## Exercise brief
Below are some records; find each line that carries the word "StatusCode" and copy it.

## Records for processing
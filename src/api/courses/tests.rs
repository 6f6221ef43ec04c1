use axum::http::{Method, StatusCode};
use serde_json::json;
use tower::ServiceExt;

use crate::db::types::UserRole;
use crate::repositories;
use crate::test_support;

#[tokio::test]
async fn course_listing_is_public() {
    let Some(ctx) = test_support::setup_test_context().await else {
        return;
    };

    let teacher =
        test_support::insert_user(ctx.state.db(), "Turing", "turing@college.test", UserRole::Teacher)
            .await;
    let course = test_support::insert_course(ctx.state.db(), "CS101", Some(&teacher.id)).await;

    let response = ctx
        .app
        .clone()
        .oneshot(test_support::json_request(Method::GET, "/api/courses", None, None))
        .await
        .expect("list courses");

    let status = response.status();
    let body = test_support::read_json(response).await;
    assert_eq!(status, StatusCode::OK, "response: {body}");
    assert_eq!(body.as_array().map(Vec::len), Some(1));
    assert_eq!(body[0]["teacher"]["name"], "Turing");
    assert_eq!(body[0]["enrollment_count"], 0);

    let response = ctx
        .app
        .oneshot(test_support::json_request(
            Method::GET,
            &format!("/api/courses/{}", course.id),
            None,
            None,
        ))
        .await
        .expect("get course");

    let status = response.status();
    let body = test_support::read_json(response).await;
    assert_eq!(status, StatusCode::OK, "response: {body}");
    assert_eq!(body["name"], "CS101");
}

#[tokio::test]
async fn admin_manages_course_lifecycle() {
    let Some(ctx) = test_support::setup_test_context().await else {
        return;
    };

    let admin =
        test_support::insert_user(ctx.state.db(), "Admin", "admin@college.test", UserRole::Admin)
            .await;
    let teacher =
        test_support::insert_user(ctx.state.db(), "Hopper", "hopper@college.test", UserRole::Teacher)
            .await;
    let token = test_support::bearer_token(&admin, ctx.state.settings());

    let response = ctx
        .app
        .clone()
        .oneshot(test_support::json_request(
            Method::POST,
            "/api/courses",
            Some(&token),
            Some(json!({"name": "Compilers", "description": "Parsing", "teacherId": teacher.id})),
        ))
        .await
        .expect("create course");

    let status = response.status();
    let created = test_support::read_json(response).await;
    assert_eq!(status, StatusCode::CREATED, "response: {created}");
    assert_eq!(created["teacher"]["id"], teacher.id.as_str());
    let course_id = created["id"].as_str().expect("course id").to_string();

    let response = ctx
        .app
        .clone()
        .oneshot(test_support::json_request(
            Method::PUT,
            &format!("/api/courses/{course_id}"),
            Some(&token),
            Some(json!({"name": "Compilers II"})),
        ))
        .await
        .expect("update course");

    let status = response.status();
    let updated = test_support::read_json(response).await;
    assert_eq!(status, StatusCode::OK, "response: {updated}");
    assert_eq!(updated["name"], "Compilers II");
    assert!(updated["teacher"].is_null());

    let response = ctx
        .app
        .oneshot(test_support::json_request(
            Method::DELETE,
            &format!("/api/courses/{course_id}"),
            Some(&token),
            None,
        ))
        .await
        .expect("delete course");
    assert_eq!(response.status(), StatusCode::OK);

    let remaining = repositories::courses::find_by_id(ctx.state.db(), &course_id)
        .await
        .expect("lookup");
    assert!(remaining.is_none());
}

#[tokio::test]
async fn course_mutations_require_admin() {
    let Some(ctx) = test_support::setup_test_context().await else {
        return;
    };

    let teacher =
        test_support::insert_user(ctx.state.db(), "Knuth", "knuth@college.test", UserRole::Teacher)
            .await;
    let token = test_support::bearer_token(&teacher, ctx.state.settings());

    let response = ctx
        .app
        .oneshot(test_support::json_request(
            Method::POST,
            "/api/courses",
            Some(&token),
            Some(json!({"name": "Algorithms"})),
        ))
        .await
        .expect("create course");

    let status = response.status();
    let body = test_support::read_json(response).await;
    assert_eq!(status, StatusCode::FORBIDDEN);
    assert_eq!(body["detail"], "Admin access required");
}

#[tokio::test]
async fn assigning_a_student_as_teacher_is_rejected() {
    let Some(ctx) = test_support::setup_test_context().await else {
        return;
    };

    let admin =
        test_support::insert_user(ctx.state.db(), "Admin", "admin@college.test", UserRole::Admin)
            .await;
    let student =
        test_support::insert_user(ctx.state.db(), "Stu", "stu@college.test", UserRole::Student).await;
    let token = test_support::bearer_token(&admin, ctx.state.settings());

    let response = ctx
        .app
        .clone()
        .oneshot(test_support::json_request(
            Method::POST,
            "/api/courses",
            Some(&token),
            Some(json!({"name": "Databases", "teacher_id": student.id})),
        ))
        .await
        .expect("create course");
    assert_eq!(response.status(), StatusCode::BAD_REQUEST);

    let response = ctx
        .app
        .oneshot(test_support::json_request(
            Method::POST,
            "/api/courses",
            Some(&token),
            Some(json!({"name": "Databases", "teacher_id": "missing-teacher"})),
        ))
        .await
        .expect("create course");
    assert_eq!(response.status(), StatusCode::NOT_FOUND);
}
use axum::{
    extract::{Path, State},
    http::StatusCode,
    routing::get,
    Json, Router,
};

use crate::api::errors::ApiError;
use crate::api::guards::CurrentAdmin;
use crate::api::validation::validate_payload;
use crate::core::state::AppState;
use crate::schemas::course::{CourseRequest, CourseResponse};
use crate::schemas::MessageResponse;
use crate::services::admin::{self, CourseInput};

pub(crate) fn router() -> Router<AppState> {
    Router::new()
        .route("/", get(list_courses).post(create_course))
        .route("/:course_id", get(get_course).put(update_course).delete(delete_course))
}

pub(crate) async fn list_courses(State(state): State<AppState>) -> Json<Vec<CourseResponse>> {
    Json(admin::list_courses(&state).await)
}

async fn get_course(
    State(state): State<AppState>,
    Path(course_id): Path<String>,
) -> Result<Json<CourseResponse>, ApiError> {
    Ok(Json(admin::get_course(&state, &course_id).await?))
}

pub(crate) async fn create_course(
    CurrentAdmin(_admin): CurrentAdmin,
    State(state): State<AppState>,
    Json(payload): Json<CourseRequest>,
) -> Result<(StatusCode, Json<CourseResponse>), ApiError> {
    validate_payload(&payload)?;
    let course = admin::create_course(&state, course_input(&payload)).await?;
    Ok((StatusCode::CREATED, Json(course)))
}

pub(crate) async fn update_course(
    CurrentAdmin(_admin): CurrentAdmin,
    State(state): State<AppState>,
    Path(course_id): Path<String>,
    Json(payload): Json<CourseRequest>,
) -> Result<Json<CourseResponse>, ApiError> {
    validate_payload(&payload)?;
    let course = admin::update_course(&state, &course_id, course_input(&payload)).await?;
    Ok(Json(course))
}

pub(crate) async fn delete_course(
    CurrentAdmin(_admin): CurrentAdmin,
    State(state): State<AppState>,
    Path(course_id): Path<String>,
) -> Result<Json<MessageResponse>, ApiError> {
    admin::delete_course(&state, &course_id).await?;
    Ok(Json(MessageResponse::new("Course deleted successfully")))
}

fn course_input(payload: &CourseRequest) -> CourseInput<'_> {
    CourseInput {
        name: &payload.name,
        description: payload.description.as_deref(),
        teacher_id: payload.teacher_id.as_deref(),
    }
}

#[cfg(test)]
mod tests;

## Expected output
use axum::http::{Method, StatusCode};
    assert_eq!(status, StatusCode::OK, "response: {body}");
    assert_eq!(status, StatusCode::OK, "response: {body}");
    assert_eq!(status, StatusCode::CREATED, "response: {created}");
    assert_eq!(status, StatusCode::OK, "response: {updated}");
    assert_eq!(response.status(), StatusCode::OK);
    assert_eq!(status, StatusCode::FORBIDDEN);
    assert_eq!(response.status(), StatusCode::BAD_REQUEST);
    assert_eq!(response.status(), StatusCode::NOT_FOUND);
    http::StatusCode,
) -> Result<(StatusCode, Json<CourseResponse>), ApiError> {
    Ok((StatusCode::CREATED, Json(course)))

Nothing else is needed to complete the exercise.